There have been no reports of tragedies or scandals from Cambodia’s surrogacy industry so far. Everingham says he believes that surrogates are treated well and that their salaries have begun to rise. But in an unregulated industry, it is difficult to monitor the situation, he concedes.

“You can really only put your trust in an agency based on what you’ve heard in the past,” Everingham says. “It’s hard for a foreigner to know how a surrogate is being treated in a country far away.”

It highlights the difficulty of ensuring good practices in an industry that many argue is exploitative by nature.

Australia recently warned its citizens not to travel to Cambodia to participate in surrogacy, and noted that Australian citizens could be prosecuted for trafficking under Cambodia’s laws.

In late August, various government ministries met with representatives from the Australian and US embassies and the United Nations for recommendations for passing surrogacy legislation.

Speaking with the United Nations Human Rights Council Special Rapporteur in Cambodia on Tuesday, Ministry of Justice spokesman Chin Malin said the government is “studying the technical context” for the creation of a law on surrogacy, but there is no deadline for the law’s completion.
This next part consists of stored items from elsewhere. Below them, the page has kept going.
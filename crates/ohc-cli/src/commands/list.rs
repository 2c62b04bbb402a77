//! `ohc list`: the read action on its own. Never reaches the gate.

use ohc_config::ConfigMode;
use ohc_execution::RemoteService;
use tracing::warn;

use super::{build_client, load_command_config, CommandError, ExitStatus, OrExit};

pub fn run_list(config_paths: &[String], strict_config: bool) -> Result<ExitStatus, CommandError> {
    let cfg = load_command_config(config_paths, ConfigMode::List, strict_config)?;
    let client = build_client(&cfg)?;

    let reply = client.list_tasks().or_exit(ExitStatus::Transport)?;

    println!("http_status={}", reply.http_status);
    println!("{}", reply.body);

    if reply.is_accepted() {
        Ok(ExitStatus::Ok)
    } else {
        warn!(
            http_status = reply.http_status,
            reason = %reply.failure_message(),
            "list_tasks rejected"
        );
        Ok(ExitStatus::Rejected)
    }
}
For her part, Fronek recommends that only altruistic surrogacy – surrogacy without financial compensation, practised among close friends or family members – be permitted.

“Once you combine money and children, the politicians are inviting corruption – you may as well throw a party and say come on in and do what you like,” Fronek says.

“There are scandals everywhere where commercial surrogacy exists,” she adds.